The Mental Healthcare Bill stands out for its wide consultations, rigorous debate both in parliament and in the Standing Committee, and its incorporation of a large number of stakeholder views as well as recommendations and changes. The Bill was debated at the regional and central levels, with stakeholders and mental health professionals. Nearly all the suggestions of the Standing Committee were incorporated in the Bill and the Rajya Sabha passed it in 2016 with several amendments accepted as well.

BJP MP Sanjay Jaiswal said, “Very few bills have had as much hard work as this one. Bills which go straight to parliament have only an administrative point of view. Any Bill which goes to the Standing Committee becomes comprehensive because MPs can even express differing views from the whip,” he said. With regard to the use of money Bills in the Lok Sabha, Jaiswal said, “In my personal opinion, its much healthier for Bills to go to the Standing Committee like here. If the minister wants it cleared in a hurry, he can always request the committee and they will oblige.”

Premachandran, who moved 13 amendments to the Bill in the Lok Sabha (both of which were negatived), was clear in his support for the Bill, calling this one a “pakka Bill” even while disagreeing with how other Bills have been pushed through. “The entire house congratulated the government for this legislation. Why can’t the government function in this way instead?” he said.

In contrast to the Mental Healthcare Bill, substantial amendments to the Finance Bill were not circulated, even on the day of debate, March 21. A money Bill like the Finance Bill is passed only in the Lok Sabha, where the government has the majority. Apart from making Aadhaar compulsory for filing taxes and making political funding opaque, the Bill also gave wide powers to income tax officials and merged eight different tribunals. The same strategy of circumvention was followed with the Aadhaar Act and last year’s Finance Act. In fact, before the Mental Healthcare Bill was debated in parliament, four GST Bills were also listed on the day, in the Supplementary List of Business. These four Bills have been given only six hours for discussion.

A good year for mental health

“The Mental Healthcare Bill got six hours of discussion after 70 years of pressure on the government,” said Dr Soumitra Pathare. Pathare was on the government-appointed policy group designated with drafting the National Mental Health Policy. He says the procedure followed for the Mental Healthcare Bill is actually the norm. “Money Bills are driven by a political process. But there is largely a national consensus on passing social sector bills like on HIV/AIDS, surrogacy and maternity benefits and politics is often kept out of it.”

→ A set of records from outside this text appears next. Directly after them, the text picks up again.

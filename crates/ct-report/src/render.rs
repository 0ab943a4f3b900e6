//! Console rendering for lookup reports.

use comfy_table::modifiers::UTF8_ROUND_CORNERS;
use comfy_table::presets::UTF8_FULL_CONDENSED;
use comfy_table::{Attribute, Cell, ContentArrangement, Table};

use crate::filter::{LookupOutcome, LookupReport};

/// Print a lookup report to stdout.
///
/// The found path prints a header naming the key, standard, resolved
/// version and extensibility, then one row per term submission value.
/// The not-found path prints an explicit notice; it is a normal
/// outcome, not an error.
pub fn print_report(report: &LookupReport) {
    match &report.outcome {
        LookupOutcome::NotFound => {
            println!(
                "Value not found: no codelist matched {}={} in {} CT {}",
                report.kind.label(),
                report.key,
                report.standard,
                report.version
            );
        }
        LookupOutcome::Found { rows, extensible } => {
            let codelist_name = rows
                .first()
                .map(|row| row.codelist_name.as_str())
                .unwrap_or_default();
            println!(
                "Terms for {}={} ({}) - {} CT {}, Extensible: {}",
                report.kind.label(),
                report.key,
                codelist_name,
                report.standard,
                report.version,
                if *extensible { "Yes" } else { "No" }
            );
            let mut table = Table::new();
            table.set_header(vec![header_cell("Submission Value")]);
            apply_table_style(&mut table);
            for row in rows {
                table.add_row(vec![Cell::new(&row.submission_value)]);
            }
            println!("{table}");
            println!("{} term(s)", rows.len());
        }
    }
}

/// Shared table styling for terminology output.
pub fn apply_table_style(table: &mut Table) {
    table
        .load_preset(UTF8_FULL_CONDENSED)
        .apply_modifier(UTF8_ROUND_CORNERS)
        .set_content_arrangement(ContentArrangement::Dynamic)
        .set_width(120);
}

/// Cyan bold header cell, shared across report tables.
pub fn header_cell(label: &str) -> Cell {
    Cell::new(label)
        .fg(comfy_table::Color::Cyan)
        .add_attribute(Attribute::Bold)
}
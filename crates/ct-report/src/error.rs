use std::path::PathBuf;

/// Errors raised while materializing report artifacts.
#[derive(Debug, thiserror::Error)]
pub enum ReportError {
    #[error("failed to write {path}: {source}")]
    Io {
        path: PathBuf,
        #[source]
        source: std::io::Error,
    },

    #[error("failed to write CSV {path}: {message}")]
    Csv { path: PathBuf, message: String },
}

impl ReportError {
    pub(crate) fn io(path: impl Into<PathBuf>, source: std::io::Error) -> Self {
        Self::Io {
            path: path.into(),
            source,
        }
    }

    pub(crate) fn csv(path: impl Into<PathBuf>, source: csv::Error) -> Self {
        Self::Csv {
            path: path.into(),
            message: source.to_string(),
        }
    }
}

/// Result type alias for report operations.
pub type Result<T> = std::result::Result<T, ReportError>;
//! CDISC Library client for Controlled Terminology packages.
//!
//! Two read-only endpoints are used: the package listing (for version
//! resolution) and the package body itself. Both require an `api-key`
//! header. Failures abort immediately; there is no retry or caching.

pub mod client;
pub mod error;
pub mod resolve;
mod wire;

pub use client::LibraryClient;
pub use error::{ClientError, Result};
pub use resolve::latest_for;
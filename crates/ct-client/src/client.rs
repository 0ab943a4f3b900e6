//! Blocking HTTP client for the CDISC Library.

use std::time::Duration;

use chrono::NaiveDate;
use reqwest::blocking::{Client, Response};
use reqwest::header::ACCEPT;
use tracing::{debug, info};

use ct_model::{CtPackage, Standard, VersionDescriptor};

use crate::error::{ClientError, Result};
use crate::resolve::{latest_for, parse_descriptors};
use crate::wire::{PackageBody, PackageListing, into_relations};

/// Public CDISC Library API root.
const DEFAULT_BASE_URL: &str = "https://library.cdisc.org/api";

/// Name of the authentication header the service requires.
const API_KEY_HEADER: &str = "api-key";

/// HTTP request timeout.
const REQUEST_TIMEOUT: Duration = Duration::from_secs(30);

/// Client for the CDISC Library terminology endpoints.
///
/// Holds no state beyond the connection pool; every call issues a fresh
/// request and failed requests abort immediately without retry.
pub struct LibraryClient {
    client: Client,
    base_url: String,
    api_key: String,
}

impl LibraryClient {
    /// Create a client against the public CDISC Library.
    pub fn new(api_key: impl Into<String>) -> Result<Self> {
        Self::with_base_url(api_key, DEFAULT_BASE_URL)
    }

    /// Create a client against a custom API root.
    pub fn with_base_url(api_key: impl Into<String>, base_url: impl Into<String>) -> Result<Self> {
        let client = Client::builder().timeout(REQUEST_TIMEOUT).build()?;
        Ok(Self {
            client,
            base_url: base_url.into().trim_end_matches('/').to_string(),
            api_key: api_key.into(),
        })
    }

    fn packages_url(&self) -> String {
        format!("{}/mdr/ct/packages", self.base_url)
    }

    fn package_url(&self, standard: Standard, version: NaiveDate) -> String {
        format!(
            "{}/mdr/ct/packages/{}-{}",
            self.base_url,
            standard.api_slug(),
            version.format("%Y-%m-%d")
        )
    }

    fn get(&self, url: &str) -> Result<Response> {
        debug!(url, "GET");
        let response = self
            .client
            .get(url)
            .header(API_KEY_HEADER, &self.api_key)
            .header(ACCEPT, "application/json")
            .send()?;
        Ok(response)
    }

    /// Fetch the package listing and parse it into version descriptors.
    pub fn list_packages(&self) -> Result<Vec<VersionDescriptor>> {
        let response = self.get(&self.packages_url())?;
        let body = check_status(response, "package listing")?;
        let listing: PackageListing =
            serde_json::from_str(&body).map_err(|source| ClientError::Json {
                context: "package listing".to_string(),
                source,
            })?;
        let descriptors =
            parse_descriptors(listing.links.packages.iter().map(|link| link.href.as_str()));
        debug!(
            links = listing.links.packages.len(),
            descriptors = descriptors.len(),
            "parsed package listing"
        );
        Ok(descriptors)
    }

    /// Resolve the latest published release date for a standard.
    pub fn resolve_latest(&self, standard: Standard) -> Result<NaiveDate> {
        let descriptors = self.list_packages()?;
        let version = latest_for(&descriptors, standard)
            .ok_or(ClientError::NoVersionsFound { standard })?;
        info!(%standard, %version, "resolved latest terminology version");
        Ok(version)
    }

    /// Fetch one terminology package and decompose it into relations.
    pub fn fetch_package(&self, standard: Standard, version: NaiveDate) -> Result<CtPackage> {
        let url = self.package_url(standard, version);
        let response = self.get(&url)?;
        if response.status().as_u16() == 404 {
            return Err(ClientError::PackageNotFound { standard, version });
        }
        let context = format!("{} package {}", standard, version);
        let body = check_status(response, &context)?;
        let package: PackageBody =
            serde_json::from_str(&body).map_err(|source| ClientError::Json {
                context,
                source,
            })?;
        let (codelists, terms) = into_relations(package);
        info!(
            %standard,
            %version,
            codelists = codelists.len(),
            terms = terms.len(),
            "fetched terminology package"
        );
        Ok(CtPackage {
            standard,
            version,
            codelists,
            terms,
        })
    }
}

/// Map authentication and other non-success statuses to errors, then
/// read the body.
fn check_status(response: Response, context: &str) -> Result<String> {
    let status = response.status();
    if status.as_u16() == 401 || status.as_u16() == 403 {
        return Err(ClientError::Unauthorized {
            status: status.as_u16(),
        });
    }
    if !status.is_success() {
        return Err(ClientError::Api {
            status: status.as_u16(),
            context: context.to_string(),
        });
    }
    Ok(response.text()?)
}

#[cfg(test)]
mod tests {
    use super::*;

    #[test]
    fn urls_follow_library_layout() {
        let client = LibraryClient::with_base_url("k", "https://example.test/api/").unwrap();
        assert_eq!(
            client.packages_url(),
            "https://example.test/api/mdr/ct/packages"
        );
        let version = NaiveDate::from_ymd_opt(2023, 6, 30).unwrap();
        assert_eq!(
            client.package_url(Standard::Sdtm, version),
            "https://example.test/api/mdr/ct/packages/sdtmct-2023-06-30"
        );
        assert_eq!(
            client.package_url(Standard::QsFt, version),
            "https://example.test/api/mdr/ct/packages/qs-ftct-2023-06-30"
        );
    }

    #[test]
    fn client_creation_succeeds() {
        assert!(LibraryClient::new("key").is_ok());
    }
}
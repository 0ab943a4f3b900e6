//! Data model for CDISC Controlled Terminology lookups.

pub mod ct;
pub mod error;
pub mod standard;
pub mod version;

pub use ct::{Codelist, CtPackage, MergedRow, Term};
pub use error::{ParseStandardError, ParseVersionError};
pub use standard::Standard;
pub use version::{PackageVersion, VersionDescriptor};
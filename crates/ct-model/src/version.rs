//! Package version and descriptor types.

use std::fmt;
use std::str::FromStr;

use chrono::NaiveDate;

use crate::error::ParseVersionError;
use crate::standard::Standard;

/// Release date of a terminology package, e.g. `2023-06-30`.
///
/// CDISC identifies CT releases by date only; there is no semantic
/// version component.
#[derive(Debug, Clone, Copy, PartialEq, Eq, PartialOrd, Ord, Hash)]
pub struct PackageVersion(NaiveDate);

impl PackageVersion {
    /// Wrap an already-parsed date.
    pub const fn new(date: NaiveDate) -> Self {
        Self(date)
    }

    /// The release date.
    pub const fn date(&self) -> NaiveDate {
        self.0
    }
}

impl fmt::Display for PackageVersion {
    fn fmt(&self, f: &mut fmt::Formatter<'_>) -> fmt::Result {
        write!(f, "{}", self.0.format("%Y-%m-%d"))
    }
}

impl FromStr for PackageVersion {
    type Err = ParseVersionError;

    fn from_str(input: &str) -> Result<Self, Self::Err> {
        NaiveDate::parse_from_str(input.trim(), "%Y-%m-%d")
            .map(Self)
            .map_err(|_| ParseVersionError {
                input: input.to_string(),
            })
    }
}

/// One entry parsed from the package-listing endpoint: a standard and
/// the release date of one of its published packages.
#[derive(Debug, Clone, Copy, PartialEq, Eq)]
pub struct VersionDescriptor {
    /// The standard the package belongs to.
    pub standard: Standard,
    /// Release date of the package.
    pub date: NaiveDate,
}

#[cfg(test)]
mod tests {
    use super::*;

    #[test]
    fn parses_iso_dates() {
        let version: PackageVersion = "2023-06-30".parse().expect("parse version");
        assert_eq!(
            version.date(),
            NaiveDate::from_ymd_opt(2023, 6, 30).unwrap()
        );
        assert_eq!(version.to_string(), "2023-06-30");
    }

    #[test]
    fn rejects_non_iso_dates() {
        assert!("30-06-2023".parse::<PackageVersion>().is_err());
        assert!("2023/06/30".parse::<PackageVersion>().is_err());
        assert!("latest".parse::<PackageVersion>().is_err());
        let error = "latest".parse::<PackageVersion>().unwrap_err();
        assert!(error.to_string().contains("YYYY-MM-DD"));
    }

    #[test]
    fn versions_order_by_date() {
        let older: PackageVersion = "2022-01-01".parse().unwrap();
        let newer: PackageVersion = "2023-06-15".parse().unwrap();
        assert!(older < newer);
    }
}
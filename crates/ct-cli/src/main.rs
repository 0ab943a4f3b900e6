//! CDISC Controlled Terminology lookup CLI.

use clap::{ColorChoice, Parser};
use ct_cli::logging::{LogConfig, LogFormat, init_logging};
use std::io::{self, IsTerminal};
use tracing::level_filters::LevelFilter;

mod cli;
mod commands;

use crate::cli::{Cli, Command, LogFormatArg, LogLevelArg};
use crate::commands::{run_lookup, run_standards};

fn main() {
    let cli = Cli::parse();
    cli.color.write_global();
    let log_config = log_config_from_cli(&cli);
    if let Err(error) = init_logging(&log_config) {
        eprintln!("error: failed to initialize logging: {error}");
        std::process::exit(1);
    }
    let exit_code = match cli.command {
        Command::Lookup(args) => match run_lookup(&args) {
            Ok(report) => {
                ct_report::render::print_report(&report);
                0
            }
            Err(error) => {
                eprintln!("error: {error:#}");
                1
            }
        },
        Command::Standards => match run_standards() {
            Ok(()) => 0,
            Err(error) => {
                eprintln!("error: {error}");
                1
            }
        },
    };
    std::process::exit(exit_code);
}

/// Build logging configuration from CLI flags with consistent precedence.
fn log_config_from_cli(cli: &Cli) -> LogConfig {
    let mut config = LogConfig {
        level_filter: cli.verbosity.tracing_level_filter(),
        ..LogConfig::default()
    };
    config.use_env_filter = !(cli.verbosity.is_present() || cli.log_level.is_some());
    if let Some(level) = cli.log_level {
        config.level_filter = match level {
            LogLevelArg::Error => LevelFilter::ERROR,
            LogLevelArg::Warn => LevelFilter::WARN,
            LogLevelArg::Info => LevelFilter::INFO,
            LogLevelArg::Debug => LevelFilter::DEBUG,
            LogLevelArg::Trace => LevelFilter::TRACE,
        };
    }
    config.format = match cli.log_format {
        LogFormatArg::Pretty => LogFormat::Pretty,
        LogFormatArg::Compact => LogFormat::Compact,
        LogFormatArg::Json => LogFormat::Json,
    };
    config.log_file = cli.log_file.clone();
    config.with_ansi = match cli.color.color {
        ColorChoice::Always => true,
        ColorChoice::Never => false,
        ColorChoice::Auto => cli.log_file.is_none() && io::stderr().is_terminal(),
    };
    config
}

The country is seeing large strides in the area of mental health. This Bill has made it a right for all citizens to access mental healthcare services. The recently released National Health Policy also devotes a section to mental health rights. Even prior to this policy, the country got the National Mental Health Policy in 2014. “This is the iceberg rising from under the water and it is because of the efforts of the mental health community for the last six years. The next battle is to ensure that all is this implemented,” said Pathare.